The Houston Story is a 1956 American crime film noir directed by William Castle and starring Gene Barry, Barbara Hale and Edward Arnold. It was produced by Sam Katzman for distribution by Columbia Pictures.

==Plot==
Frank Duncan (Barry), a shrewd oil driller from Galveston, Texas, conceives a plan to sneakily siphon millions of dollars' worth of oil from the oil fields and sell it as his own. He goes through nightclub singer Zoe Crane (Hale) to insinuate himself with a Houston mobster, Paul Atlas (Arnold) to get financing for his scheme.

Atlas tells right-hand man Gordon Shay privately that he plans to double-cross Duncan as soon as the money's in hand. Chris Barker, a gunman, robs Duncan and intends to murder him, but Duncan is able to push Barker off the observation roof of the Houston justice building to his death.

Mob boss Emile Constant sends a pair of thugs to assassinate Duncan. Duncan tries to make a getaway with the help of true-blue girlfriend Madge, but the hard-hearted Zoe steals his money and lies to Madge that Duncan has betrayed her. The thugs kill Zoe and toss her body from a moving car. Duncan shoots the thugs, but before Duncan can get away, the cops close in on him and he's forced to surrender.

==Cast==
- Gene Barry as Frank Duncan
- Barbara Hale as Zoe Crane
- Edward Arnold as Paul Atlas
- Paul Richards as Gordon Shay
- Jeanne Cooper as Madge
- Frank Jenks as Louie Phelan
- John Zaremba as Emile Constant
- Chris Alcaide as Chris Barker
- Jack Littlefield as Willie Lucas (as Jack V. Littlefield)
- Paul Levitt as Duke
- Fred Krone as Marsh
- Pete Kellett as Kalo

==Production==
The film went through a major casting change while in production on location in Houston. Originally set for the lead role was acclaimed character actor Lee J. Cobb. But Cobb suffered a heart attack on May 8 after filming an exhausting fight sequence, in part due to the heat in Texas, where the scene was shot. Cobb was not able to work for the three more days of location scenes on the schedule. Director William Castle, who resembled Cobb, doubled for him in these scenes. Ten weeks later Cobb had recovered enough to return to work. However he then suffered another heart attack and had to be replaced.

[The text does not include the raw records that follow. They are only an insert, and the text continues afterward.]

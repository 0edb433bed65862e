// Copyright (C) 2025 SyncMyOrders Sp. z o.o.
// SPDX-License-Identifier: AGPL-3.0-or-later
//! Persistence interfaces and backends for the durable runtime.
//!
//! Three kinds of rows are stored per instance: the instance record itself,
//! journal checkpoints (one per recorded step, plus retry audit rows), and the
//! signal inbox. Signals are ordered by their autoincrement id, which is the
//! delivery order seen by the process.

pub mod memory;
pub mod sqlite;

pub use self::memory::MemoryPersistence;
pub use self::sqlite::SqlitePersistence;

use async_trait::async_trait;
use chrono::{DateTime, Utc};

use crate::error::Result;
use crate::types::InstanceStatus;

/// Separator used for retry audit rows stored next to journal checkpoints.
pub const RETRY_CHECKPOINT_MARKER: &str = "::retry::";

/// Checkpoint id of the audit row for a failed activity attempt.
pub fn retry_checkpoint_id(checkpoint_id: &str, attempt: u32) -> String {
    format!("{}{}{}", checkpoint_id, RETRY_CHECKPOINT_MARKER, attempt)
}

/// Whether a checkpoint id refers to a retry audit row.
pub fn is_retry_checkpoint(checkpoint_id: &str) -> bool {
    checkpoint_id.contains(RETRY_CHECKPOINT_MARKER)
}

/// Instance record from the persistence layer.
#[derive(Debug, Clone, PartialEq, sqlx::FromRow)]
pub struct InstanceRecord {
    /// Unique identifier for the instance (the idempotency key).
    pub instance_id: String,
    /// Identifier of this particular run of the instance id.
    pub run_id: String,
    /// Registered process type name.
    pub process_type: String,
    /// Parent instance for child processes.
    pub parent_id: Option<String>,
    /// Current status (running, completed, failed).
    pub status: String,
    /// Serialized process input.
    pub input: Vec<u8>,
    /// Serialized output from successful completion.
    pub output: Option<Vec<u8>>,
    /// Error message from failure.
    pub error: Option<String>,
    /// When the instance was started.
    pub created_at: DateTime<Utc>,
    /// When the instance finished.
    pub finished_at: Option<DateTime<Utc>>,
}

impl InstanceRecord {
    /// New running record.
    pub fn running(
        instance_id: impl Into<String>,
        run_id: impl Into<String>,
        process_type: impl Into<String>,
        parent_id: Option<String>,
        input: Vec<u8>,
        created_at: DateTime<Utc>,
    ) -> Self {
        Self {
            instance_id: instance_id.into(),
            run_id: run_id.into(),
            process_type: process_type.into(),
            parent_id,
            status: InstanceStatus::Running.as_str().to_string(),
            input,
            output: None,
            error: None,
            created_at,
            finished_at: None,
        }
    }

    /// Parsed status; unknown values are reported as failed.
    pub fn status(&self) -> InstanceStatus {
        self.status.parse().unwrap_or(InstanceStatus::Failed)
    }
}

/// Checkpoint record from the persistence layer.
#[derive(Debug, Clone, PartialEq, sqlx::FromRow)]
pub struct CheckpointRecord {
    /// Database primary key.
    pub id: i64,
    /// Instance this checkpoint belongs to.
    pub instance_id: String,
    /// Unique checkpoint identifier within the instance.
    pub checkpoint_id: String,
    /// Serialized state data.
    pub state: Vec<u8>,
    /// When the checkpoint was created.
    pub created_at: DateTime<Utc>,
}

/// Signal inbox entry.
#[derive(Debug, Clone, PartialEq, sqlx::FromRow)]
pub struct SignalRecord {
    /// Delivery sequence number, increasing in send order.
    pub id: i64,
    /// Instance this signal is for.
    pub instance_id: String,
    /// Signal name.
    pub signal_name: String,
    /// Raw payload.
    pub payload: Vec<u8>,
    /// When the signal was sent.
    pub created_at: DateTime<Utc>,
}

/// Persistence interface used by the runtime.
#[allow(missing_docs)]
#[async_trait]
pub trait Persistence: Send + Sync {
    /// Insert a new instance record. Fails if the id already exists.
    async fn register_instance(&self, record: &InstanceRecord) -> Result<()>;

    async fn get_instance(&self, instance_id: &str) -> Result<Option<InstanceRecord>>;

    /// Mark an instance finished with either an output or an error.
    async fn complete_instance(
        &self,
        instance_id: &str,
        status: InstanceStatus,
        output: Option<&[u8]>,
        error: Option<&str>,
        finished_at: DateTime<Utc>,
    ) -> Result<()>;

    async fn list_instances(&self, status: Option<InstanceStatus>) -> Result<Vec<InstanceRecord>>;

    /// Remove an instance together with its journal and inbox.
    async fn delete_instance(&self, instance_id: &str) -> Result<()>;

    async fn save_checkpoint(
        &self,
        instance_id: &str,
        checkpoint_id: &str,
        state: &[u8],
        created_at: DateTime<Utc>,
    ) -> Result<()>;

    async fn load_checkpoint(
        &self,
        instance_id: &str,
        checkpoint_id: &str,
    ) -> Result<Option<CheckpointRecord>>;

    /// All checkpoints of an instance in insertion order.
    async fn list_checkpoints(&self, instance_id: &str) -> Result<Vec<CheckpointRecord>>;

    async fn count_checkpoints(&self, instance_id: &str) -> Result<i64>;

    /// Record a failed activity attempt in the audit trail.
    ///
    /// Stored as a checkpoint row under [`retry_checkpoint_id`]. Re-running a
    /// step after a crash overwrites the rows of its earlier attempts.
    async fn save_retry_attempt(
        &self,
        instance_id: &str,
        checkpoint_id: &str,
        attempt: u32,
        error_message: &str,
        created_at: DateTime<Utc>,
    ) -> Result<()>;

    /// Append a signal to the inbox and return its sequence number.
    async fn insert_signal(
        &self,
        instance_id: &str,
        signal_name: &str,
        payload: &[u8],
        created_at: DateTime<Utc>,
    ) -> Result<i64>;

    /// Oldest signal with the given name whose sequence number is above `after_id`.
    async fn next_signal(
        &self,
        instance_id: &str,
        signal_name: &str,
        after_id: i64,
    ) -> Result<Option<SignalRecord>>;
}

Cobb's part had to be recast and according to Castle, producer Sam Katzman "insisted on a relatively new actor in pictures - Gene Barry, a fine actor, but as unlike Lee J. Cobb as anyone could be."

Castle says footage of himself and Cobb remains in the final film.

The film's sets were designed by the art director Paul Palmentola.